En vérité, en vérité, chante Sagbohan Danialou «Il est une chose que nous devons savoir. Si la faim est ôtée de la misère, celle-ci s’estompera». Il s’agit d’un dicton populaire gùn « Xovè tonlon yamin, ya na gbo» que reprend l’artiste pour indiquer la porte de sortie à beaucoup de ses  compatriotes qui croupissent sous le poids de la pauvreté extrême à Cotonou, la capitale économique du Bénin. «Le paysan ne se plaint jamais de faim. Quand il y a de la semence sur terre, la faim disparaît» explique, le ton sérieux et sans ambiguïté, le chanteur qui défend à tous, toute tentation de railler le paysan. «Que personne n’embête le paysan. Il ne faut jamais blaguer avec la terre» dit-il, martelant «contrôle». Loin d’être un chant banal, ce morceau est un message qui vaut plus qu’un discours démagogique ou un lyrisme fataliste du genre invitant à s’en murer peinard pour implorer Dieu ou Allah qui n’est pas obligé. Sagbohan Danialou s’adresse précisément aux nombreux Béninois qui mangent de la vache enragée ou la charogne  à Cotonou après avoir délaissé leur village respectif la tête pleine d’illusion. «Mon ami, tu as quitté ton village pour rejoindre la grande ville.

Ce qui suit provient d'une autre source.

// SPDX-License-Identifier: Apache-2.0 OR MIT
// Copyright (c) 2025-2026 naskel.com

//! The station orchestrator.
//!
//! One long-lived task per station: power-sequence the FNDH, discover
//! which SMARTbox sits on which PDoC port by boot-time correlation, then
//! run the steady-state loop - poll hardware, push telemetry, and
//! reconcile the polled state against the desired state held in the
//! external store.
//!
//! # Startup sequence
//!
//! 1. `configure_all_off()` takes the FNDH out of UNINITIALISED with every
//!    PDoC port held off; settle.
//! 2. Ports 1..28 power up one at a time, a fixed interval apart, each
//!    power-on timestamped.
//! 3. Every possible SMARTbox address is probed for its uptime; a reply
//!    dates the box's boot.
//! 4. Each port binds to the address whose boot follows the port's
//!    power-on most closely (within the discovery window). Bindings are
//!    injective both ways.
//! 5. `configure_final()` applies the persisted desired state.
//!
//! # Failure policy
//!
//! A SMARTbox that does not answer is skipped for the cycle (and the FNCC
//! consulted for bus trouble). Only losing the FNDH aborts the inner
//! loop; [`Station::run`] then waits out the reconnect delay, reopens the
//! transport and starts over. The station never exits on its own: only
//! the cooperative exit flag ends [`Station::run`].

pub mod slave;

pub use slave::{NullServiceLog, ServiceLog};

use std::collections::BTreeMap;
use std::fmt;
use std::sync::atomic::{AtomicBool, Ordering};
use std::sync::Arc;
use std::time::{Duration, Instant};

use crate::config::StationConfig;
use crate::device::fndh::{Fndh, PdocConfig};
use crate::device::port::{Tristate, WriteIntent};
use crate::device::smartbox::{PortConfig, SmartBox};
use crate::device::status::StatusCode;
use crate::device::{DeviceError, Fncc};
use crate::metrics::{MetricPath, MetricPoint, MetricsSink};
use crate::store::{
    FndhPortRow, FndhStateRow, PortDesire, SmartboxPortDesire, SmartboxPortRow, SmartboxStateRow,
    StationStore, StoreError,
};
use crate::transport::Connection;

/// Result alias for station operations.
pub type StationResult<T> = Result<T, StationError>;

/// Errors that unwind the station's inner loop.
#[derive(Debug)]
pub enum StationError {
    /// The FNDH stopped answering; the outer loop reconnects.
    FndhUnreachable(DeviceError),
    /// The store failed during construction (later store failures are
    /// logged and retried, never fatal).
    Store(StoreError),
}

impl fmt::Display for StationError {
    fn fmt(&self, f: &mut fmt::Formatter<'_>) -> fmt::Result {
        match self {
            Self::FndhUnreachable(e) => write!(f, "FNDH unreachable: {e}"),
            Self::Store(e) => write!(f, "{e}"),
        }
    }
}

impl std::error::Error for StationError {}

impl From<StoreError> for StationError {
    fn from(e: StoreError) -> Self {
        StationError::Store(e)
    }
}

/// One PaSD station: the FNDH, its SMARTboxes, and the loop driving them.
pub struct Station {
    pub(crate) conn: Arc<Connection>,
    /// Station configuration, fixed at construction.
    pub config: StationConfig,
    /// The FNDH controller.
    pub fndh: Fndh,
    /// The communications watchdog inside the FNDH.
    pub fncc: Fncc,
    /// Known SMARTboxes keyed by modbus address.
    pub smartboxes: BTreeMap<u8, SmartBox>,
    /// Antenna number -> (SMARTbox address, port number).
    pub antennae: BTreeMap<u16, (u8, u8)>,
    /// All SMARTboxes reachable and configured.
    pub active: bool,
    /// Station status string written to the store.
    pub status: String,
    wants_exit: Arc<AtomicBool>,
    store: Box<dyn StationStore>,
    metrics: Box<dyn MetricsSink>,
    last_startup_attempt: Option<Instant>,
    last_shutdown_attempt: Option<Instant>,
    pub(crate) slave: slave::SlaveState,
}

En ville tu as connu la conjoncture, la crise économique, la compression, abattement… Mon ami, si tu ne peux supporter, tu fais vite, retour au village» lance le très populaire artiste béninois avec qui on s’accorde volontiers puisqu’au village, «se loger», «se nourrir» et «se vêtir», trois des cinq besoins fondamentaux de l’homme sont tout au moins satisfaits.

Erreurs

Dans  ce morceau, Sagbohan Danialou relève des erreurs qu’ont commises nombre de personnes  se retrouvant dans la galère à Cotonou et qui honteuses et confuses n’arrivent plus à prendre le courage du retour au village. La première, c’est la mondanité excessive. L’artiste raconte l’anecdote de «Zanou», un jeune homme qui parvenu à décrocher un emploi après des études financées par  des parents restés au village, s’est livré à une mondanité périlleuse et a fini dans la galère. Illustratif de la réalité à Cotonou aujourd’hui. Une autre erreur à ne pas commettre c’est celle de «Codjo» que  raconte pédagogiquement l’artiste. Codjo, jeune villageois aussi, a liquidé la parcelle héritée de son géniteur pour s’offrir un permis de conduire avec lequel il débarque à Cotonou dans l’espoir de devenir «chauffeur-citadin». Mais hélas ! Il sera désillusionné à Cotonou. Des Zanou et des Codjo, Cotonou en est bondée.

Retour au village

L’artiste et son orchestre ne veulent pas voir des compatriotes s’abandonner à une condition  de vie qui va de mal en pire à Cotonou. «Va retrouver les tiens au village, use de la houe, la terre ne ment jamais» conseillent-ils.  Et assure Sagbohan, « »retour au village », ce n’est pas une faiblesse. Quand ça  ne va pas, il faut retourner   à la source».  En dehors du labour ou l’agriculture Sagbohan  propose  la pisciculture à laquelle s’ajoutent l’élevage  et autres  activités qui pourront aider à reprendre le contrôle de sa vie. Voilà qui est dit, à bon entendeur, salut !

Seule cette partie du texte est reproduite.